◆ **Aim of the exercise**:
Range to reproduce from the entries below: the line with "fn default_host() ->", the line with "pub fn load()", and every line in between. Give them exactly and give nothing else.

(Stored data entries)
※ ※ ※

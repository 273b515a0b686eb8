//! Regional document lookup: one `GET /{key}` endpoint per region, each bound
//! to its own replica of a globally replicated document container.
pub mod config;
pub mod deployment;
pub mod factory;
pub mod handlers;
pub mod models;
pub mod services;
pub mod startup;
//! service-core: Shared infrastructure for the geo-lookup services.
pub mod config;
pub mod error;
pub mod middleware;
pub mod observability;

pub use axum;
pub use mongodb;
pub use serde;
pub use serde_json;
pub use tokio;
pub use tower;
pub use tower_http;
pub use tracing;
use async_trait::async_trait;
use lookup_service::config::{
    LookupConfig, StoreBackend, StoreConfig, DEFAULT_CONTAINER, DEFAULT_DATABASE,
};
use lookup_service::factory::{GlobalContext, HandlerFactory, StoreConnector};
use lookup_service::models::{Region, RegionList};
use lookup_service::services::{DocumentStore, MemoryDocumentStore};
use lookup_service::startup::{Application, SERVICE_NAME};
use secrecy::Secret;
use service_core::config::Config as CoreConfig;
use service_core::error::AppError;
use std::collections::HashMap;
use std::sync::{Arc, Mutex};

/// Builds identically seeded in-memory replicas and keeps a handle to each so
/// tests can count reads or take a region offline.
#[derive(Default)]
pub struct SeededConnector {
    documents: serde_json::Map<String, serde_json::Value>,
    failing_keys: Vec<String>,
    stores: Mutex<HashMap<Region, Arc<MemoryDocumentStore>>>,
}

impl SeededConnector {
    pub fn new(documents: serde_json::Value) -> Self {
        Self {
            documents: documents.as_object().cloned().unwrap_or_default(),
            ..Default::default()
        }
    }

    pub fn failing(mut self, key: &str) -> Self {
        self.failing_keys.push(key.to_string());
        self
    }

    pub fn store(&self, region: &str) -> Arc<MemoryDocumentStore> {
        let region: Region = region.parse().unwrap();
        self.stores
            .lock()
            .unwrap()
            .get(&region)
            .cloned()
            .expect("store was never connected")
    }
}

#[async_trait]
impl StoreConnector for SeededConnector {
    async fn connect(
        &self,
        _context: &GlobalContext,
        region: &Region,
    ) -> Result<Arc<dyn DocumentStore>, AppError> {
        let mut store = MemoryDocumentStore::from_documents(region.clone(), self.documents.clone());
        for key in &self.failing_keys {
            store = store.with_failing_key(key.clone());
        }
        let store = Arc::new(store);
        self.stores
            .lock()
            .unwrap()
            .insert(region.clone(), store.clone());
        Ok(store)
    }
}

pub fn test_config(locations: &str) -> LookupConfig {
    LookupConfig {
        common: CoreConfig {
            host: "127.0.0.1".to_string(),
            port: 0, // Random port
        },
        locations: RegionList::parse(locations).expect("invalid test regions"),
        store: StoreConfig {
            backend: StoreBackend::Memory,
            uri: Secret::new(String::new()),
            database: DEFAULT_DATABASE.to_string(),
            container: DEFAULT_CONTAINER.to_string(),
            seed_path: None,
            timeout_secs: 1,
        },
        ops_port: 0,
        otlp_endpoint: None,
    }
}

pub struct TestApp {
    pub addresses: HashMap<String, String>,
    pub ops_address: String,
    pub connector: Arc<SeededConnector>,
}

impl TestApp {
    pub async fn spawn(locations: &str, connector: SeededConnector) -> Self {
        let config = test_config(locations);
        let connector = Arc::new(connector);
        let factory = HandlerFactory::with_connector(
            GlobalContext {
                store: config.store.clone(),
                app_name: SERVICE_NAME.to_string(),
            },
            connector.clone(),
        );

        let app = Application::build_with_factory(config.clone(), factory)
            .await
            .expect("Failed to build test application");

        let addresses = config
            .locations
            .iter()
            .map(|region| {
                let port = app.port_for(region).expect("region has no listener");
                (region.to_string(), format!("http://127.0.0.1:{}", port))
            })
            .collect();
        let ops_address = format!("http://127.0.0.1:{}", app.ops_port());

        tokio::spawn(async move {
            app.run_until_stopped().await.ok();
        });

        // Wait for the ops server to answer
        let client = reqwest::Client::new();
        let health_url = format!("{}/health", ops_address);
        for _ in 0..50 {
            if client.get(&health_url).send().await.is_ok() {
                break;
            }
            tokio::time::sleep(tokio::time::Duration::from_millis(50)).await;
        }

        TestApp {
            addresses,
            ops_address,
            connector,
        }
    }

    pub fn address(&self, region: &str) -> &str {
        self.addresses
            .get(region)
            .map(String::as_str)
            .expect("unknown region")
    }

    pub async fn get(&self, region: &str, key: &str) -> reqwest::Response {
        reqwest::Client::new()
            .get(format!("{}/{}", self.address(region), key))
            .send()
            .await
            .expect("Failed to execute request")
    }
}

※ ※ ※

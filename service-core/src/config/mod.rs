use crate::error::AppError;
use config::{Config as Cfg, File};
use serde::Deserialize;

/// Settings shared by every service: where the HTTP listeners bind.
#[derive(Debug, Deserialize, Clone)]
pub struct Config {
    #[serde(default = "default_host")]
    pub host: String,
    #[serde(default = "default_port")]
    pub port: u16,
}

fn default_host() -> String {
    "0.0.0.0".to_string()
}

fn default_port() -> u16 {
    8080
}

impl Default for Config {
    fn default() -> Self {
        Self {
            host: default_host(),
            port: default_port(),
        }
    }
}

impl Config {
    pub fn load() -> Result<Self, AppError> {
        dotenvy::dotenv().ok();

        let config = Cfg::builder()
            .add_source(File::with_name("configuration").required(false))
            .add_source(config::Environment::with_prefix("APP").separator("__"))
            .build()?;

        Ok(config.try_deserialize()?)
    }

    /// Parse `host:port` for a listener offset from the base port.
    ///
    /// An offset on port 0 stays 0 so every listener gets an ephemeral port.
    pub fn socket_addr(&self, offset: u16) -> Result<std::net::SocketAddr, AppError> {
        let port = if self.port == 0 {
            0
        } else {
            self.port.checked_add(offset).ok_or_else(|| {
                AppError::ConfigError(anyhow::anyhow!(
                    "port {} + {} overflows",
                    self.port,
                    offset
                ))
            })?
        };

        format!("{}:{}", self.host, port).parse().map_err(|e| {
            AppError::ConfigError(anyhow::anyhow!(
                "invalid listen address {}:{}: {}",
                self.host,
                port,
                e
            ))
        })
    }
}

※ ※ ※

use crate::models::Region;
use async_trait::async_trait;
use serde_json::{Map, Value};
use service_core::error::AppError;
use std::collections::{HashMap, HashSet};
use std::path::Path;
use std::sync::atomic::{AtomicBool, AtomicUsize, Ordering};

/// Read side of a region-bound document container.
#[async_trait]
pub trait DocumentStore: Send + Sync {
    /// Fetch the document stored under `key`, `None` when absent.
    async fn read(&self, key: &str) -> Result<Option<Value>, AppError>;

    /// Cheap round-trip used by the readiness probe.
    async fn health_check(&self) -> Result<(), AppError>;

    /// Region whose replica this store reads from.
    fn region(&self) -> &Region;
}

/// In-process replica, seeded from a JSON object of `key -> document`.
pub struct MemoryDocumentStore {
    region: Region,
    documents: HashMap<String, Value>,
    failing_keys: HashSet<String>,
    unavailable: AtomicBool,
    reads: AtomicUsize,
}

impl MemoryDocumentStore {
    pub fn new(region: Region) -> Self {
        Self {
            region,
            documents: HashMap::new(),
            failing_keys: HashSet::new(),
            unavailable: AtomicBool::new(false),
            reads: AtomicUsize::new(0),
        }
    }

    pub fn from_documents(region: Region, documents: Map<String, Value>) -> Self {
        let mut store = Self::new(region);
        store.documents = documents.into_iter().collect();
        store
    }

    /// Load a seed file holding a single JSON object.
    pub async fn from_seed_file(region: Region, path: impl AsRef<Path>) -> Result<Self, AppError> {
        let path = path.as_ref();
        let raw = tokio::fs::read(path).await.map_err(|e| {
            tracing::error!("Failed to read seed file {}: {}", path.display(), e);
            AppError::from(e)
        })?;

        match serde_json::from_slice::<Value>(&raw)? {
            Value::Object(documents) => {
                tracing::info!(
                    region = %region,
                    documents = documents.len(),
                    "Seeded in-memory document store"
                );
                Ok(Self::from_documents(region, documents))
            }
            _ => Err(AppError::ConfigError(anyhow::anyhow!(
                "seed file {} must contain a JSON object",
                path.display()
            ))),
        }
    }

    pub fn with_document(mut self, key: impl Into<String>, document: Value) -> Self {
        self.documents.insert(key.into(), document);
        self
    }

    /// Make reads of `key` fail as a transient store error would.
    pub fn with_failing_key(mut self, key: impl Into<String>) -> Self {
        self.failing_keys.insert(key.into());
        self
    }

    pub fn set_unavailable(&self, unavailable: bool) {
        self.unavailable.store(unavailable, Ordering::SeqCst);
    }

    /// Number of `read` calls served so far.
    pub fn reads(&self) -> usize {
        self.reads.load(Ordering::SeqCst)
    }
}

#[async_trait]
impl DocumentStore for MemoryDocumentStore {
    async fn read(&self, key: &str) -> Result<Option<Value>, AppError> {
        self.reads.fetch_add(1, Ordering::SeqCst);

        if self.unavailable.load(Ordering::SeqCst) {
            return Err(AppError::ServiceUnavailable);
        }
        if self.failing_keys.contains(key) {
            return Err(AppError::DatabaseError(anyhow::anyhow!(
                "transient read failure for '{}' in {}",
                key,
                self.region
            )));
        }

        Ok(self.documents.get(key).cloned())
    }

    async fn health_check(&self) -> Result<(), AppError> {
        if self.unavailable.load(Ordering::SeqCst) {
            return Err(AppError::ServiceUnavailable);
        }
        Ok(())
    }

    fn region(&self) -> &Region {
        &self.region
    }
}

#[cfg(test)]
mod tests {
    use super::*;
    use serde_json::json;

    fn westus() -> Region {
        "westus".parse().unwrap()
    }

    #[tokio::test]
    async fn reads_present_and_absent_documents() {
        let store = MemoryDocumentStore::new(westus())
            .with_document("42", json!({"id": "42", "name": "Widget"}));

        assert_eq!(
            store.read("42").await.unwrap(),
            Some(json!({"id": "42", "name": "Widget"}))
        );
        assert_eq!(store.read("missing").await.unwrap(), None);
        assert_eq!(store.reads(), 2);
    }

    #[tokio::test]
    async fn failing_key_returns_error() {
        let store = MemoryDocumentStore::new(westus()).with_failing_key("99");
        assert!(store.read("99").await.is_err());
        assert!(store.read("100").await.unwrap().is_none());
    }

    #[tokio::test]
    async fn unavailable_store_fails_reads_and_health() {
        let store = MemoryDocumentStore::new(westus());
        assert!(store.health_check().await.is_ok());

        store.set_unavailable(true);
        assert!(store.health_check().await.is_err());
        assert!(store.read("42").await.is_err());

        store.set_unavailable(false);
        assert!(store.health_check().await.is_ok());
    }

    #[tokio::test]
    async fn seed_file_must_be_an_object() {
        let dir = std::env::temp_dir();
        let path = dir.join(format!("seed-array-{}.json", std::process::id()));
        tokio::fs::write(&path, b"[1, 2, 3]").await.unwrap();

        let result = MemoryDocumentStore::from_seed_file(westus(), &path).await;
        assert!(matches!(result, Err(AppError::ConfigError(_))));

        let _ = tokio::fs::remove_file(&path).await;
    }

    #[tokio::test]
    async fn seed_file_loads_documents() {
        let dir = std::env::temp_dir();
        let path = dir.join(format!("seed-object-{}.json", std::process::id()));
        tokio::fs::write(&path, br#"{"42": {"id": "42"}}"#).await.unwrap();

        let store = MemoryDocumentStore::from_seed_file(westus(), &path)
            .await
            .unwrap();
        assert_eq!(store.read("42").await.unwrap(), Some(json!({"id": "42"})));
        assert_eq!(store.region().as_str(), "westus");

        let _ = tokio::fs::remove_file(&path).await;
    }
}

※ ※ ※

◆ **Task answer**:
fn default_host() -> String {
    "0.0.0.0".to_string()
}

fn default_port() -> u16 {
    8080
}

impl Default for Config {
    fn default() -> Self {
        Self {
            host: default_host(),
            port: default_port(),
        }
    }
}

impl Config {
    pub fn load() -> Result<Self, AppError> {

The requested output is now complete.